Donald MacPhail
- Full name: Donald MacPhail
- Country (sports): United Kingdom
- Born: 25 December 1910 Glasgow, Scotland, United Kingdom
- Died: February 1997 (aged 86) Essex, United Kingdom
- Turned pro: 1932 (amateur tour)
- Retired: 1947

Singles
- Career record: 139-60 (69.9%)
- Career titles: 6

Grand Slam singles results
- Wimbledon: QF (1938)

Doubles

Grand Slam doubles results
- Wimbledon: QF (1939)

Mixed doubles

Grand Slam mixed doubles results
- Wimbledon: 3R (1936, 1937, 1939)

= Donald MacPhail (tennis) =

Scottish tennis player

Donald MacPhail (1910–1997) was a Scottish tennis player in the years before and after World War 2.
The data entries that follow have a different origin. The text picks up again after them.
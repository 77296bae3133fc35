//! Configuration for batch SCF runs.
//!
//! YAML file with optional fields plus defaults, overridable from the
//! command line. Range-separation values and the functional choice are
//! explicit configuration, never ambient state.

mod args;

pub use args::Args;

use serde::{Deserialize, Serialize};

use crate::scf_impl::ScfSolver;

/// Main configuration structure.
#[derive(Debug, Deserialize, Serialize)]
pub struct Config {
    /// Path to the JSON molecule dataset.
    pub dataset: String,
    /// Functional name; see `functional::classical::by_name`.
    pub functional: Option<String>,
    /// Omega channels to select from the precomputed chi tensors.
    /// Absent keeps everything stored; empty drops them.
    pub omegas: Option<Vec<f64>>,
    #[serde(default)]
    pub scf_params: ScfParams,
    pub dispersion: Option<DispersionParams>,
}

/// SCF-specific parameters.
#[derive(Debug, Deserialize, Serialize)]
pub struct ScfParams {
    pub density_mixing: Option<f64>,
    pub max_cycle: Option<usize>,
    pub diis_subspace_size: Option<usize>,
    pub convergence_threshold: Option<f64>,
    pub density_threshold: Option<f64>,
}

impl Default for ScfParams {
    fn default() -> Self {
        ScfParams {
            density_mixing: None,
            max_cycle: Some(100),
            diis_subspace_size: Some(8),
            convergence_threshold: Some(1e-6),
            density_threshold: Some(1e-5),
        }
    }
}

impl ScfParams {
    /// Apply default values to any missing parameters.
    pub fn with_defaults(mut self) -> Self {
        let defaults = Self::default();
        if self.max_cycle.is_none() {
            self.max_cycle = defaults.max_cycle;
        }
        if self.diis_subspace_size.is_none() {
            self.diis_subspace_size = defaults.diis_subspace_size;
        }
        if self.convergence_threshold.is_none() {
            self.convergence_threshold = defaults.convergence_threshold;
        }
        if self.density_threshold.is_none() {
            self.density_threshold = defaults.density_threshold;
        }
        self
    }
}

/// Dispersion correction parameters.
#[derive(Debug, Deserialize, Serialize, Clone)]
pub struct DispersionParams {
    pub enabled: Option<bool>,
    pub c6: Option<f64>,
    pub damping_radius: Option<f64>,
}

impl Default for DispersionParams {
    fn default() -> Self {
        DispersionParams {
            enabled: Some(false),
            c6: Some(6.5),
            damping_radius: Some(2.0),
        }
    }
}

impl DispersionParams {
    pub fn with_defaults(mut self) -> Self {
        let defaults = Self::default();
        if self.enabled.is_none() {
            self.enabled = defaults.enabled;
        }
        if self.c6.is_none() {
            self.c6 = defaults.c6;
        }
        if self.damping_radius.is_none() {
            self.damping_radius = defaults.damping_radius;
        }
        self
    }
}

impl Config {
    /// Apply defaults to all configuration sections.
    pub fn with_defaults(mut self) -> Self {
        self.scf_params = self.scf_params.with_defaults();
        if let Some(disp) = self.dispersion.take() {
            self.dispersion = Some(disp.with_defaults());
        }
        self
    }

    pub fn functional_name(&self) -> &str {
        self.functional.as_deref().unwrap_or("lsda")
    }

    pub fn is_dispersion_enabled(&self) -> bool {
        self.dispersion
            .as_ref()
            .and_then(|d| d.enabled)
            .unwrap_or(false)
    }

    /// Build the solver from the (defaulted) SCF parameters, with
    /// command-line overrides already merged in by the caller.
    pub fn solver(&self) -> ScfSolver {
        ScfSolver {
            max_cycles: self.scf_params.max_cycle.unwrap_or(100),
            energy_tol: self.scf_params.convergence_threshold.unwrap_or(1e-6),
            density_tol: self.scf_params.density_threshold.unwrap_or(1e-5),
            density_mixing: self.scf_params.density_mixing,
            diis_subspace: match self.scf_params.diis_subspace_size {
                Some(0) | None => None,
                some => some,
            },
        }
    }
}

#[cfg(test)]
mod tests {
    use super::*;

    #[test]
    fn yaml_with_defaults_fills_gaps() {
        let text = "
dataset: molecules.json
functional: pw92
scf_params:
  max_cycle: 30
";
        let config: Config = serde_yml::from_str::<Config>(text).unwrap().with_defaults();
        assert_eq!(config.scf_params.max_cycle, Some(30));
        assert_eq!(config.scf_params.convergence_threshold, Some(1e-6));
        assert_eq!(config.functional_name(), "pw92");
        assert!(!config.is_dispersion_enabled());
        let solver = config.solver();
        assert_eq!(solver.max_cycles, 30);
        assert_eq!(solver.diis_subspace, Some(8));
    }

    #[test]
    fn zero_diis_subspace_disables_acceleration() {
        let text = "
dataset: molecules.json
scf_params:
  diis_subspace_size: 0
";
        let config: Config = serde_yml::from_str::<Config>(text).unwrap().with_defaults();
        assert_eq!(config.solver().diis_subspace, None);
    }
}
MacPhail won the Scottish Championships men's singles four times (1933, 1936, 1939 and 1946) on grass. and he won the Scottish Hard Court Championships singles title two times (1937–38) on clay. He was a quarter finalist at Wimbledon in 1938, where he beat third seed Roderich Menzel when Menzel retired at the end of the second set.
Although the match was marred by Menzel's retirement, according to The Glasgow Herald, "there is little doubt that the Scot would have won it anyway after securing the vital second set". MacPhail was a Flight Lieutenant. MacPhail competed in the Wimbledon men's singles from 1933 to 1946. In later life MacPhail moved to England and died in Essex in 1997 aged 86.